Dombrowski’s Cannondale teammate Ben King also hails from Virginia. The two are quite familiar with the climbs in the area, especially the Wintergreen Resort climb. King is listed as the KOM holder for the Wintergreen Resort climb on Strava, but Dombrowski says he owns the real record.
“I’ve done Wintergreen a bunch of times when I was younger, and I actually still have the record on it.” Dombrowski said. “I’d love to see a race in Virginia for sure.”
The Wintergreen Resort climb is used for the Virginia State Hill Climb Championship, which Dombrowski won in 2010 and 2011, first as an amateur, and then riding for Trek-Livestrong.
One of the men working to establish the Tour of Colorado, as reported by the Denver Post, is Colorado businessman Ken Gart, who in 2010 was asked by former Governor Bill Ritter to spearhead an effort to bring world-class professional cycling to Colorado, resulting in the USA Pro Challenge.

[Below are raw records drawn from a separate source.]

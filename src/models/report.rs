//! Merged weather report returned to the service boundary

use serde::{Deserialize, Serialize};

use super::{Location, WeatherSnapshot};

/// The final merged payload: where, what now, and what is coming.
///
/// `forecast` holds at most three entries, one per distinct future UTC
/// calendar day, in chronological order. Today is covered by `current`
/// and never appears in `forecast`.
#[derive(Debug, Serialize, Deserialize, Clone, PartialEq)]
pub struct WeatherReport {
    pub location: Location,
    pub current: WeatherSnapshot,
    pub forecast: Vec<WeatherSnapshot>,
}
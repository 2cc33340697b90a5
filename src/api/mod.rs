//! HTTP API surface
//!
//! One route: `GET /weather?city={name}`. The response body is the fixed
//! JSON contract the frontend consumes; errors carry a machine-readable
//! kind next to a human-readable message.

use std::sync::Arc;

use axum::{
    Json, Router,
    extract::{Query, State},
    http::StatusCode,
    response::{IntoResponse, Response},
    routing::get,
};
use serde::{Deserialize, Serialize};
use tracing::warn;

use crate::error::SkycastError;
use crate::models::{Location, WeatherReport, WeatherSnapshot};
use crate::service::WeatherService;

/// Shared state handed to every handler
#[derive(Clone)]
pub struct AppState {
    pub service: Arc<WeatherService>,
}

impl AppState {
    pub fn new(service: WeatherService) -> Self {
        Self {
            service: Arc::new(service),
        }
    }
}

#[derive(Debug, Deserialize)]
pub struct WeatherQuery {
    #[serde(default)]
    pub city: String,
}

#[derive(Serialize, Deserialize)]
pub struct ApiLocation {
    pub city: String,
    pub country: String,
    pub latitude: f64,
    pub longitude: f64,
}

#[derive(Serialize, Deserialize)]
pub struct ApiConditions {
    pub observed_at: String,
    pub temperature_c: f32,
    pub humidity_pct: u8,
    pub wind_speed_mps: f32,
    pub condition_code: String,
    pub condition_description: String,
    pub icon_id: String,
}

#[derive(Serialize, Deserialize)]
pub struct ApiWeatherReport {
    pub location: ApiLocation,
    pub current: ApiConditions,
    pub forecast: Vec<ApiConditions>,
}

#[derive(Serialize, Deserialize)]
pub struct ApiErrorDetail {
    pub kind: String,
    pub message: String,
}

#[derive(Serialize, Deserialize)]
pub struct ApiErrorBody {
    pub error: ApiErrorDetail,
}

impl From<&Location> for ApiLocation {
    fn from(location: &Location) -> Self {
        Self {
            city: location.city.clone(),
            country: location.country.clone(),
            latitude: location.latitude,
            longitude: location.longitude,
        }
    }
}

impl From<&WeatherSnapshot> for ApiConditions {
    fn from(snapshot: &WeatherSnapshot) -> Self {
        Self {
            observed_at: snapshot.observed_at.to_rfc3339(),
            temperature_c: snapshot.temperature_c,
            humidity_pct: snapshot.humidity_pct,
            wind_speed_mps: snapshot.wind_speed_mps,
            condition_code: snapshot.condition_code.clone(),
            condition_description: snapshot.condition_description.clone(),
            icon_id: snapshot.icon_id.clone(),
        }
    }
}

impl From<&WeatherReport> for ApiWeatherReport {
    fn from(report: &WeatherReport) -> Self {
        Self {
            location: ApiLocation::from(&report.location),
            current: ApiConditions::from(&report.current),
            forecast: report.forecast.iter().map(ApiConditions::from).collect(),
        }
    }
}

/// Error wrapper that renders the taxonomy as status + JSON body
pub struct ApiError(SkycastError);

impl From<SkycastError> for ApiError {
    fn from(err: SkycastError) -> Self {
        Self(err)
    }
}

impl IntoResponse for ApiError {
    fn into_response(self) -> Response {
        let (status, kind) = match &self.0 {
            SkycastError::InvalidInput { .. } => (StatusCode::BAD_REQUEST, "invalid_input"),
            SkycastError::NotFound { .. } => (StatusCode::NOT_FOUND, "not_found"),
            SkycastError::Upstream { .. } => (StatusCode::BAD_GATEWAY, "upstream_error"),
            SkycastError::Timeout { .. } => (StatusCode::GATEWAY_TIMEOUT, "upstream_timeout"),
            SkycastError::Config { .. } => (StatusCode::INTERNAL_SERVER_ERROR, "internal"),
        };

        if status.is_server_error() {
            warn!("Request failed: {}", self.0);
        }

        let body = ApiErrorBody {
            error: ApiErrorDetail {
                kind: kind.to_string(),
                message: self.0.user_message(),
            },
        };
        (status, Json(body)).into_response()
    }
}

pub fn router(state: AppState) -> Router {
    Router::new()
        .route("/weather", get(get_weather))
        .with_state(state)
}

async fn get_weather(
    State(state): State<AppState>,
    Query(query): Query<WeatherQuery>,
) -> Result<Json<ApiWeatherReport>, ApiError> {
    let report = state.service.weather_for_city(&query.city).await?;
    Ok(Json(ApiWeatherReport::from(&report)))
}
//! Weather observation model shared by current conditions and forecast days

use chrono::{DateTime, Utc};
use serde::{Deserialize, Serialize};

/// A single weather observation in metric units.
///
/// The same shape describes the current conditions and each reduced
/// forecast day; only `observed_at` distinguishes them.
#[derive(Debug, Serialize, Deserialize, Clone, PartialEq)]
pub struct WeatherSnapshot {
    /// Timestamp of the observation or forecast sample (UTC)
    pub observed_at: DateTime<Utc>,
    /// Temperature in Celsius
    pub temperature_c: f32,
    /// Relative humidity in percent
    pub humidity_pct: u8,
    /// Wind speed in m/s
    pub wind_speed_mps: f32,
    /// Short condition group, e.g. "Clouds" or "Rain"
    pub condition_code: String,
    /// Human-readable condition text, e.g. "scattered clouds"
    pub condition_description: String,
    /// Provider icon identifier, e.g. "03d"
    pub icon_id: String,
}

#[cfg(test)]
mod tests {
    use super::*;
    use chrono::TimeZone;

    #[test]
    fn test_serializes_with_contract_field_names() {
        let snapshot = WeatherSnapshot {
            observed_at: Utc.timestamp_opt(1_700_000_000, 0).unwrap(),
            temperature_c: 21.5,
            humidity_pct: 64,
            wind_speed_mps: 3.2,
            condition_code: "Clouds".to_string(),
            condition_description: "scattered clouds".to_string(),
            icon_id: "03d".to_string(),
        };

        let json = serde_json::to_value(&snapshot).unwrap();
        assert_eq!(json["temperature_c"], 21.5);
        assert_eq!(json["humidity_pct"], 64);
        assert_eq!(json["condition_code"], "Clouds");
        assert_eq!(json["icon_id"], "03d");
    }
}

Gart is one of the main people overseeing Colorado’s $100 million “Pedals Project,” launched in September 2015 by Governor John Hickenlooper, to make Colorado the best state in the U.S. to ride a bike.
The new race will almost certainly be based along Colorado’s Front Range, which includes Fort Collins, Boulder, Golden, and Colorado Springs.

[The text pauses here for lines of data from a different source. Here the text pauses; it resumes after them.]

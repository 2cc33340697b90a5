//! Location model for geographic coordinates and metadata

use serde::{Deserialize, Serialize};

/// A resolved city location
#[derive(Debug, Serialize, Deserialize, Clone, PartialEq)]
pub struct Location {
    /// City name as returned by geocoding
    pub city: String,
    /// Country code (ISO 3166-1 alpha-2)
    pub country: String,
    /// Latitude in decimal degrees
    pub latitude: f64,
    /// Longitude in decimal degrees
    pub longitude: f64,
}

impl Location {
    /// Create a new location
    #[must_use]
    pub fn new(city: String, country: String, latitude: f64, longitude: f64) -> Self {
        Self {
            city,
            country,
            latitude,
            longitude,
        }
    }

    /// Format location as coordinates string
    #[must_use]
    pub fn format_coordinates(&self) -> String {
        format!("{:.4}, {:.4}", self.latitude, self.longitude)
    }
}
//! Location Resolution Module
//!
//! Resolves a free-text city name into a structured [`Location`] via the
//! upstream geocoding lookup. Only one match is requested and considered;
//! there is no disambiguation between candidates.

use tracing::debug;

use crate::models::Location;
use crate::openweather::WeatherApi;
use crate::{Result, SkycastError};

/// Service for resolving city names into locations
pub struct LocationResolver;

impl LocationResolver {
    /// Resolve a city name into a [`Location`].
    ///
    /// The caller guarantees `city` is non-empty after trimming.
    ///
    /// # Errors
    /// `NotFound` when geocoding returns zero matches; upstream failures
    /// propagate unchanged.
    pub async fn resolve(client: &dyn WeatherApi, city: &str) -> Result<Location> {
        debug!("Geocoding city name: {city}");

        let entries = client.geocode(city).await?;
        let Some(entry) = entries.into_iter().next() else {
            return Err(SkycastError::not_found(city));
        };

        let location = Location::new(entry.name, entry.country, entry.lat, entry.lon);
        debug!(
            "Resolved {city} to {}, {} at ({})",
            location.city,
            location.country,
            location.format_coordinates()
        );
        Ok(location)
    }
}
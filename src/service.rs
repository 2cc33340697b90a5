//! Orchestration entry point
//!
//! [`WeatherService`] is the one externally invokable operation of the
//! core: validate the city name, resolve it to coordinates, aggregate
//! current conditions and forecast, return the merged report. Fully
//! stateless; every call is independent.

use std::sync::Arc;

use tracing::{info, instrument};

use crate::aggregator::Aggregator;
use crate::clock::Clock;
use crate::location_resolver::LocationResolver;
use crate::models::WeatherReport;
use crate::openweather::WeatherApi;
use crate::{Result, SkycastError};

/// Weather lookup service combining the resolver and the aggregator
pub struct WeatherService {
    client: Arc<dyn WeatherApi>,
    clock: Arc<dyn Clock>,
}

impl WeatherService {
    /// Create a new service around an upstream client and a time source
    pub fn new(client: Arc<dyn WeatherApi>, clock: Arc<dyn Clock>) -> Self {
        Self { client, clock }
    }

    /// Produce a full weather report for a free-text city name.
    ///
    /// # Errors
    /// `InvalidInput` for a blank name (no network call is made),
    /// `NotFound` when geocoding has no match (the aggregator is never
    /// called), upstream failures otherwise.
    #[instrument(skip(self))]
    pub async fn weather_for_city(&self, city: &str) -> Result<WeatherReport> {
        let city = city.trim();
        if city.is_empty() {
            return Err(SkycastError::invalid_input("city name must not be empty"));
        }

        let location = LocationResolver::resolve(self.client.as_ref(), city).await?;
        let report =
            Aggregator::aggregate(self.client.as_ref(), self.clock.as_ref(), location).await?;

        info!(
            "Served weather for {}, {} with {} forecast day(s)",
            report.location.city,
            report.location.country,
            report.forecast.len()
        );
        Ok(report)
    }
}
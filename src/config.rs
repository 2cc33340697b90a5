//! Configuration for the Skycast service
//!
//! All configuration comes from environment variables, read once at
//! startup into an explicit value that is injected into the upstream
//! client. Nothing reads the environment after startup.

use std::env;
use std::time::Duration;

use crate::{Result, SkycastError};

/// Default port the HTTP server binds to
const DEFAULT_PORT: u16 = 3000;

/// Default per-request timeout for outbound upstream calls
const DEFAULT_TIMEOUT_SECS: u64 = 10;

const DEFAULT_API_BASE_URL: &str = "https://api.openweathermap.org/data/2.5";
const DEFAULT_GEO_BASE_URL: &str = "https://api.openweathermap.org/geo/1.0";

/// Runtime configuration, fully resolved at startup
#[derive(Debug, Clone)]
pub struct AppConfig {
    /// OpenWeatherMap API key
    pub api_key: String,
    /// Port the HTTP server listens on
    pub port: u16,
    /// Bound applied to every outbound upstream request
    pub request_timeout: Duration,
    /// Base URL for the weather/forecast endpoints
    pub api_base_url: String,
    /// Base URL for the geocoding endpoint
    pub geo_base_url: String,
}

impl AppConfig {
    /// Load configuration from the process environment.
    ///
    /// # Errors
    /// Returns a configuration error when the API key is missing or a
    /// numeric variable does not parse.
    pub fn from_env() -> Result<Self> {
        Self::build(
            env::var("OPENWEATHER_API_KEY").ok(),
            env::var("PORT").ok(),
            env::var("OPENWEATHER_TIMEOUT_SECS").ok(),
            env::var("OPENWEATHER_API_URL").ok(),
            env::var("OPENWEATHER_GEO_URL").ok(),
        )
    }

    fn build(
        api_key: Option<String>,
        port: Option<String>,
        timeout_secs: Option<String>,
        api_base_url: Option<String>,
        geo_base_url: Option<String>,
    ) -> Result<Self> {
        let api_key = api_key
            .filter(|key| !key.trim().is_empty())
            .ok_or_else(|| SkycastError::config("OPENWEATHER_API_KEY is not set"))?;

        let port = match port {
            Some(raw) => raw
                .parse::<u16>()
                .map_err(|_| SkycastError::config(format!("PORT is not a valid port: '{raw}'")))?,
            None => DEFAULT_PORT,
        };

        let timeout_secs = match timeout_secs {
            Some(raw) => raw.parse::<u64>().map_err(|_| {
                SkycastError::config(format!("OPENWEATHER_TIMEOUT_SECS is not a number: '{raw}'"))
            })?,
            None => DEFAULT_TIMEOUT_SECS,
        };

        Ok(Self {
            api_key,
            port,
            request_timeout: Duration::from_secs(timeout_secs),
            api_base_url: api_base_url.unwrap_or_else(|| DEFAULT_API_BASE_URL.to_string()),
            geo_base_url: geo_base_url.unwrap_or_else(|| DEFAULT_GEO_BASE_URL.to_string()),
        })
    }
}

#[cfg(test)]
mod tests {
    use super::*;

    fn key() -> Option<String> {
        Some("test-key".to_string())
    }

    #[test]
    fn test_defaults_apply() {
        let config = AppConfig::build(key(), None, None, None, None).unwrap();
        assert_eq!(config.port, DEFAULT_PORT);
        assert_eq!(config.request_timeout, Duration::from_secs(10));
        assert_eq!(config.api_base_url, DEFAULT_API_BASE_URL);
        assert_eq!(config.geo_base_url, DEFAULT_GEO_BASE_URL);
    }

    #[test]
    fn test_missing_api_key_is_a_config_error() {
        let err = AppConfig::build(None, None, None, None, None).unwrap_err();
        assert!(matches!(err, SkycastError::Config { .. }));

        let err = AppConfig::build(Some("  ".to_string()), None, None, None, None).unwrap_err();
        assert!(matches!(err, SkycastError::Config { .. }));
    }

    #[test]
    fn test_overrides_apply() {
        let config = AppConfig::build(
            key(),
            Some("8080".to_string()),
            Some("3".to_string()),
            Some("http://localhost:9100/data/2.5".to_string()),
            Some("http://localhost:9100/geo/1.0".to_string()),
        )
        .unwrap();
        assert_eq!(config.port, 8080);
        assert_eq!(config.request_timeout, Duration::from_secs(3));
        assert!(config.api_base_url.starts_with("http://localhost:9100"));
    }

    #[test]
    fn test_bad_port_is_rejected() {
        let err =
            AppConfig::build(key(), Some("not-a-port".to_string()), None, None, None).unwrap_err();
        assert!(matches!(err, SkycastError::Config { .. }));
    }
}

In an emailed statement, Gart wrote ““We are currently working with a group of investors and leaders in the sport to create a new event in the U.S. Our goal is to capture the excitement of pro racing, while elevating our communities to the international stage. We believe by innovating on the current approach, we can avoid the challenges that have impacted so many great American races in the past twenty years.”

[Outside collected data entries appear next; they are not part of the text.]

use std::sync::Arc;

use anyhow::Result;
use skycast::api::AppState;
use skycast::{AppConfig, OpenWeatherClient, SystemClock, WeatherService, web};

#[tokio::main]
async fn main() -> Result<()> {
    tracing_subscriber::fmt()
        .with_env_filter(
            tracing_subscriber::EnvFilter::try_from_default_env()
                .unwrap_or_else(|_| "skycast=info".into()),
        )
        .init();

    // Load .env if present (for local development)
    dotenvy::dotenv().ok();

    let config = AppConfig::from_env()?;
    let client = OpenWeatherClient::new(&config)?;
    let service = WeatherService::new(Arc::new(client), Arc::new(SystemClock));

    web::run(config.port, AppState::new(service)).await
}
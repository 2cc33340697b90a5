//! Injectable time source
//!
//! Forecast reduction compares sample dates against "today", so the
//! current time is injected rather than read from the wall clock inline.
//! Tests pin it to a fixed instant and stay deterministic across
//! midnight boundaries.

use chrono::{DateTime, NaiveDate, Utc};

/// Source of the current time
pub trait Clock: Send + Sync {
    /// Current instant in UTC
    fn now(&self) -> DateTime<Utc>;

    /// Current UTC calendar date
    fn today(&self) -> NaiveDate {
        self.now().date_naive()
    }
}

/// Clock backed by the system wall clock
pub struct SystemClock;

impl Clock for SystemClock {
    fn now(&self) -> DateTime<Utc> {
        Utc::now()
    }
}

/// Clock pinned to a fixed instant, for deterministic tests
pub struct FixedClock(pub DateTime<Utc>);

impl Clock for FixedClock {
    fn now(&self) -> DateTime<Utc> {
        self.0
    }
}

#[cfg(test)]
mod tests {
    use super::*;
    use chrono::TimeZone;

    #[test]
    fn test_fixed_clock_reports_pinned_date() {
        let instant = Utc.with_ymd_and_hms(2024, 3, 15, 23, 59, 0).unwrap();
        let clock = FixedClock(instant);
        assert_eq!(clock.now(), instant);
        assert_eq!(
            clock.today(),
            NaiveDate::from_ymd_opt(2024, 3, 15).unwrap()
        );
    }
}
//! OpenWeatherMap API client
//!
//! The upstream is reached through the [`WeatherApi`] trait so the
//! resolver and aggregator stay decoupled from the transport and can be
//! exercised against a fake in tests. [`OpenWeatherClient`] is the real
//! implementation: one GET per operation, bounded timeout, no retries.

use async_trait::async_trait;
use chrono::DateTime;
use reqwest::{Client, Response};
use serde::Deserialize;
use tracing::{debug, instrument, warn};

use crate::config::AppConfig;
use crate::models::WeatherSnapshot;
use crate::{Result, SkycastError};

/// Upstream weather provider operations
#[async_trait]
pub trait WeatherApi: Send + Sync {
    /// Look up a city name, requesting at most one match
    async fn geocode(&self, city: &str) -> Result<Vec<GeocodingEntry>>;

    /// Fetch current conditions for coordinates, in metric units
    async fn current_weather(&self, lat: f64, lon: f64) -> Result<WeatherPayload>;

    /// Fetch the 5-day / 3-hour forecast feed for coordinates, in metric units
    async fn forecast(&self, lat: f64, lon: f64) -> Result<ForecastResponse>;
}

/// One entry of the geocoding response array
#[derive(Debug, Clone, Deserialize)]
pub struct GeocodingEntry {
    pub name: String,
    pub country: String,
    pub lat: f64,
    pub lon: f64,
}

/// One entry of the `weather[]` condition array
#[derive(Debug, Clone, Default, Deserialize)]
pub struct ConditionEntry {
    pub main: String,
    pub description: String,
    pub icon: String,
}

/// The `main` measurement block
#[derive(Debug, Clone, Deserialize)]
pub struct MainReadings {
    pub temp: f32,
    pub humidity: u8,
}

/// The `wind` measurement block
#[derive(Debug, Clone, Deserialize)]
pub struct WindReading {
    pub speed: f32,
}

/// The current-weather response body; also the shape of each forecast sample
#[derive(Debug, Clone, Deserialize)]
pub struct WeatherPayload {
    /// Observation time, Unix seconds (UTC)
    pub dt: i64,
    #[serde(default)]
    pub weather: Vec<ConditionEntry>,
    pub main: MainReadings,
    pub wind: WindReading,
}

/// The forecast response body.
///
/// `list` defaults to empty so a body without the expected structure
/// degrades to "no forecast" instead of failing the whole request.
#[derive(Debug, Clone, Default, Deserialize)]
pub struct ForecastResponse {
    #[serde(default)]
    pub list: Vec<WeatherPayload>,
}

impl From<WeatherPayload> for WeatherSnapshot {
    fn from(payload: WeatherPayload) -> Self {
        // The condition array carries at most a handful of entries; the
        // first one is the primary condition.
        let condition = payload.weather.into_iter().next().unwrap_or_default();
        Self {
            observed_at: DateTime::from_timestamp(payload.dt, 0).unwrap_or_default(),
            temperature_c: payload.main.temp,
            humidity_pct: payload.main.humidity,
            wind_speed_mps: payload.wind.speed,
            condition_code: condition.main,
            condition_description: condition.description,
            icon_id: condition.icon,
        }
    }
}

/// Weather API client for OpenWeatherMap
pub struct OpenWeatherClient {
    /// HTTP client with a bounded per-request timeout
    client: Client,
    api_key: String,
    api_base_url: String,
    geo_base_url: String,
}

impl OpenWeatherClient {
    /// Create a new client from the resolved configuration
    ///
    /// # Errors
    /// Returns a configuration error when the HTTP client cannot be built.
    pub fn new(config: &AppConfig) -> Result<Self> {
        let client = Client::builder()
            .timeout(config.request_timeout)
            .user_agent(concat!("skycast/", env!("CARGO_PKG_VERSION")))
            .build()
            .map_err(|e| SkycastError::config(format!("Failed to create HTTP client: {e}")))?;

        Ok(Self {
            client,
            api_key: config.api_key.clone(),
            api_base_url: config.api_base_url.clone(),
            geo_base_url: config.geo_base_url.clone(),
        })
    }

    /// Send a GET and check the status. The URL carries the API key, so
    /// only the endpoint name is ever logged.
    async fn fetch(&self, endpoint: &str, url: String) -> Result<Response> {
        debug!("Requesting {endpoint} endpoint");
        let response = self.client.get(url).send().await?;

        let status = response.status();
        if !status.is_success() {
            return Err(SkycastError::upstream(format!(
                "{endpoint} request failed with status {status}"
            )));
        }
        Ok(response)
    }
}

#[async_trait]
impl WeatherApi for OpenWeatherClient {
    #[instrument(skip(self), fields(city = city))]
    async fn geocode(&self, city: &str) -> Result<Vec<GeocodingEntry>> {
        let url = format!(
            "{}/direct?q={}&limit=1&appid={}",
            self.geo_base_url,
            urlencoding::encode(city),
            self.api_key
        );

        let response = self.fetch("geocoding", url).await?;
        let entries: Vec<GeocodingEntry> = response
            .json()
            .await
            .map_err(|e| SkycastError::upstream(format!("Invalid geocoding response: {e}")))?;

        debug!("Geocoding returned {} match(es)", entries.len());
        Ok(entries)
    }

    #[instrument(skip(self), fields(lat, lon))]
    async fn current_weather(&self, lat: f64, lon: f64) -> Result<WeatherPayload> {
        let url = format!(
            "{}/weather?lat={lat}&lon={lon}&appid={}&units=metric",
            self.api_base_url, self.api_key
        );

        let response = self.fetch("current-weather", url).await?;
        response
            .json()
            .await
            .map_err(|e| SkycastError::upstream(format!("Invalid current-weather response: {e}")))
    }

    #[instrument(skip(self), fields(lat, lon))]
    async fn forecast(&self, lat: f64, lon: f64) -> Result<ForecastResponse> {
        let url = format!(
            "{}/forecast?lat={lat}&lon={lon}&appid={}&units=metric",
            self.api_base_url, self.api_key
        );

        let response = self.fetch("forecast", url).await?;
        let body = response.text().await?;

        // A feed without the expected structure degrades to an empty
        // sample list; only transport and status failures are errors.
        match serde_json::from_str::<ForecastResponse>(&body) {
            Ok(parsed) => Ok(parsed),
            Err(e) => {
                warn!("Unusable forecast body, treating as empty feed: {e}");
                Ok(ForecastResponse::default())
            }
        }
    }
}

Breckenridge and Vail, former host towns of the USA Pro Challenge, are within a two-hour drive of Denver. Breckenridge has seen exciting stage finishes in the past, with the finishing climb of Moonstone Road, while Vail served as host to an uphill time trial for three of the five editions, on a course dating back to the 1980s and the Coors Classic.
Downtown Denver would also likely host a stage, having featured a fast circuit for the final day of racing for four of the five editions of the USA Pro Challenge. An individual time trial in the capitol finished the race in 2012, won by Colorado native Taylor Phinney (BMC Racing).
Though neither the Colorado nor Richmond events are confirmed, in a recent interview with Cyclingnews, USA Cycling vice president of national events Micah Rice alluded to announcements “coming soon.”
“You’re going to see maybe California go away for a lot of the domestic UCI Continental teams [due to its WorldTour status], but you’re also going to see some other announcements coming out soon about some other opportunities that are going to be out there,” Rice said. “I don’t know when the announcement is on a couple of these things, but let’s just say one thing goes away and maybe two more things pop up.”